§ **HOW TO COMPLETE THIS TASK**
The word "database" turns up on some lines of this data; say how many, and give no other text.

§ **DATA PROVIDED**
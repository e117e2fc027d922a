mod common;

use common::fixtures::shop_files;
use common::temp_files::{list_files, spec_tree};
use parking_lot::Mutex;
use specgen::generator::{generate_project, GenerateOptions};
use specgen::orchestrator::ProgressEvent;
use std::fs;
use std::sync::Arc;

const EDITED_LOGIN: &str = r#"package handlers

import "shop/repositories"

type LoginHandlerImpl struct{ users repositories.UserRepository }

func NewLoginHandler(users repositories.UserRepository) *LoginHandlerImpl {
	return &LoginHandlerImpl{users: users}
}
"#;

#[test]
fn test_dry_run_reports_without_writing() {
    let files = shop_files();
    let (dir, spec) = spec_tree(&files);
    let output = dir.path().join("backend");

    let events = Arc::new(Mutex::new(Vec::new()));
    let sink = Arc::clone(&events);
    let mut options = GenerateOptions::new(&spec, &output);
    options.dry_run = true;
    let outcome = generate_project(
        &options,
        Some(Arc::new(move |e: &ProgressEvent| sink.lock().push(e.clone()))),
    )
    .unwrap();

    assert_eq!(outcome.includes, vec!["server".to_string()]);
    assert!(!output.exists());
    let report = outcome.report.unwrap();
    let rendered = report.to_string();
    for expected in [
        "go.mod",
        "get_health.gen.go",
        "health_response.gen.go",
        "user_repository.gen.go",
        "login.impl.go",
        "users.sql",
        "bootstrap.gen.go",
        "openapi.bundled.yaml",
    ] {
        assert!(rendered.contains(expected), "missing {expected} in\n{rendered}");
    }
    assert!(rendered.contains("Dry run: would write to"));

    let events = events.lock();
    assert!(matches!(events.first(), Some(ProgressEvent::Start { total: 8 })));
    assert!(matches!(events.last(), Some(ProgressEvent::Done { total: 8 })));
}

#[test]
fn test_generates_backend_on_disk() {
    let files = shop_files();
    let (dir, spec) = spec_tree(&files);
    let output = dir.path().join("backend");

    let mut options = GenerateOptions::new(&spec, &output);
    options.module = Some("github.com/acme/shop/".to_string());
    let outcome = generate_project(&options, None).unwrap();
    assert!(outcome.report.is_none());
    assert_eq!(outcome.summary.executed.len(), 8);

    let written = list_files(&output);
    for expected in [
        "api/openapi.bundled.yaml",
        "app/bootstrap.gen.go",
        "database/queries/users.sql",
        "database/schema.gen.sql",
        "go.mod",
        "handlers/get_health.gen.go",
        "handlers/get_user.gen.go",
        "handlers/list_users.gen.go",
        "handlers/login.gen.go",
        "handlers/login.impl.go",
        "http/routes.gen.go",
        "models/credentials.gen.go",
        "models/health_response.gen.go",
        "models/user.gen.go",
        "repositories/user_repository.gen.go",
    ] {
        assert!(written.iter().any(|f| f == expected), "missing {expected} in {written:?}");
    }

    let go_mod = fs::read_to_string(output.join("go.mod")).unwrap();
    assert!(go_mod.starts_with("module github.com/acme/shop\n"));

    let schema = fs::read_to_string(output.join("database/schema.gen.sql")).unwrap();
    assert!(schema.contains("CREATE TABLE"));
    assert!(schema.contains("users"));

    let bundled = fs::read_to_string(output.join("api/openapi.bundled.yaml")).unwrap();
    assert!(bundled.contains("/health"));
    assert!(!bundled.contains("x-include-server"));

    // the fresh stub has no dependencies yet
    let bootstrap = fs::read_to_string(output.join("app/bootstrap.gen.go")).unwrap();
    assert!(bootstrap.contains("handlers.NewLoginHandler()"));
}

#[test]
fn test_rerun_keeps_user_code_and_rewires() {
    let files = shop_files();
    let (dir, spec) = spec_tree(&files);
    let output = dir.path().join("backend");
    let options = GenerateOptions::new(&spec, &output);
    generate_project(&options, None).unwrap();

    let impl_path = output.join("handlers/login.impl.go");
    fs::write(&impl_path, EDITED_LOGIN).unwrap();
    generate_project(&options, None).unwrap();

    assert_eq!(fs::read_to_string(&impl_path).unwrap(), EDITED_LOGIN);
    let bootstrap = fs::read_to_string(output.join("app/bootstrap.gen.go")).unwrap();
    assert!(bootstrap.contains("handlers.NewLoginHandler(repos.Users)"));
}

#[test]
fn test_only_filter_limits_outputs() {
    let files = shop_files();
    let (dir, spec) = spec_tree(&files);
    let mut options = GenerateOptions::new(&spec, dir.path().join("backend"));
    options.dry_run = true;
    options.only = vec!["models".to_string(), "go.mod".to_string()];

    let outcome = generate_project(&options, None).unwrap();
    assert_eq!(outcome.summary.executed, vec!["go.mod", "models"]);
    let report = outcome.report.unwrap();
    let dirs: Vec<String> = report
        .directories
        .iter()
        .map(|d| d.directory.to_string_lossy().into_owned())
        .collect();
    assert_eq!(dirs, vec!["", "models"]);
}

#[test]
fn test_invalid_spec_fails_before_generation() {
    let root = "openapi: 3.1.0\ninfo: { title: T, version: '1' }\npaths:\n  /a:\n    get:\n      responses: { '200': { description: ok } }\n";
    let (dir, spec) = spec_tree(&[("openapi.yaml", root)]);
    let output = dir.path().join("backend");
    let err = generate_project(&GenerateOptions::new(&spec, &output), None).unwrap_err();
    assert!(format!("{err:#}").contains("operationId"));
    assert!(!output.exists());
}
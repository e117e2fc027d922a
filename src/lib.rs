//! # specgen
//!
//! **specgen** compiles an [OpenAPI 3.1](https://spec.openapis.org/oas/v3.1.0)
//! document annotated with `x-codegen` extensions into a Go backend skeleton:
//! models, repositories, handler interfaces, routes, SQL schema and queries,
//! and the bootstrap code that wires hand-written handlers to their
//! dependencies.
//!
//! ## Architecture
//!
//! - **[`naming`]** - Identifier casing, Go keyword sanitizing, pluralization
//! - **[`spec`]** - Document loading and bundling, and the IR ([`spec::ApiModel`])
//! - **[`includes`]** - `x-include-<name>` fragment merging
//! - **[`orchestrator`]** - Priority tiers of generators, run concurrently per tier
//! - **[`handlers`]** - Constructor dependency resolution for custom handlers
//! - **[`generator`]** - The concrete generators and the end-to-end pipeline
//! - **[`storage`]** - Disk and in-memory output sinks, dry-run reports
//! - **[`config`]** / **[`logging`]** / **[`cli`]** - The `specgen` binary's surface
//!
//! ### Generation Flow
//!
//! ```mermaid
//! sequenceDiagram
//!     participant User
//!     participant CLI as CLI<br/>(specgen)
//!     participant Merger as includes::IncludeMerger
//!     participant Spec as spec::load_spec
//!     participant Orch as orchestrator::Orchestrator
//!     participant Gen as generator::*
//!     participant Store as storage::Storage
//!
//!     User->>CLI: specgen generate --spec openapi.yaml
//!     CLI->>Merger: merge(spec)
//!     Merger->>Merger: Copy fragment files (first writer wins)
//!     Merger->>Merger: Merge paths, components, tags, security
//!     Merger-->>CLI: MergedSpec (scratch copy or original)
//!     CLI->>Spec: load_spec(merged, context)
//!     Spec->>Spec: Bundle file refs, oas3 parse
//!     Spec->>Spec: build_model (allOf, x-codegen, security)
//!     Spec-->>CLI: ApiModel
//!     CLI->>Merger: cleanup()
//!     CLI->>Orch: run(model, storage)
//!     loop First, Normal, Last, Final
//!         Orch->>Gen: generate(ctx) on one thread each
//!         Gen->>Store: write_file(path, bytes)
//!     end
//!     Orch-->>CLI: RunSummary or OrchestratorError
//!     CLI-->>User: Summary or dry-run report
//! ```
//!
//! ## Quick Start
//!
//! ```rust,ignore
//! use specgen::generator::{generate_project, GenerateOptions};
//!
//! let mut options = GenerateOptions::new("api/openapi.yaml", "backend");
//! options.dry_run = true;
//! let outcome = generate_project(&options, None)?;
//! if let Some(report) = outcome.report {
//!     print!("{report}");
//! }
//! ```
//!
//! ## Ownership and Composition
//!
//! Schemas and operations may carry `x-internal: <tag>`. When generating with
//! a context, anything tagged with another value belongs to a different
//! package: it is not generated here, and a spec that owns no operations at
//! all gets a thin container and router over those packages instead.

pub mod cli;
pub mod config;
pub mod generator;
pub mod handlers;
pub mod includes;
pub mod logging;
pub mod naming;
pub mod orchestrator;
pub mod spec;
pub mod storage;

pub use generator::{generate_project, GenerateOptions, GenerationOutcome};
pub use orchestrator::{Generator, Orchestrator, Priority};
pub use spec::{build_model, load_spec, ApiModel, SpecError};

§ **RESPONSE TO THE EXERCISE**
3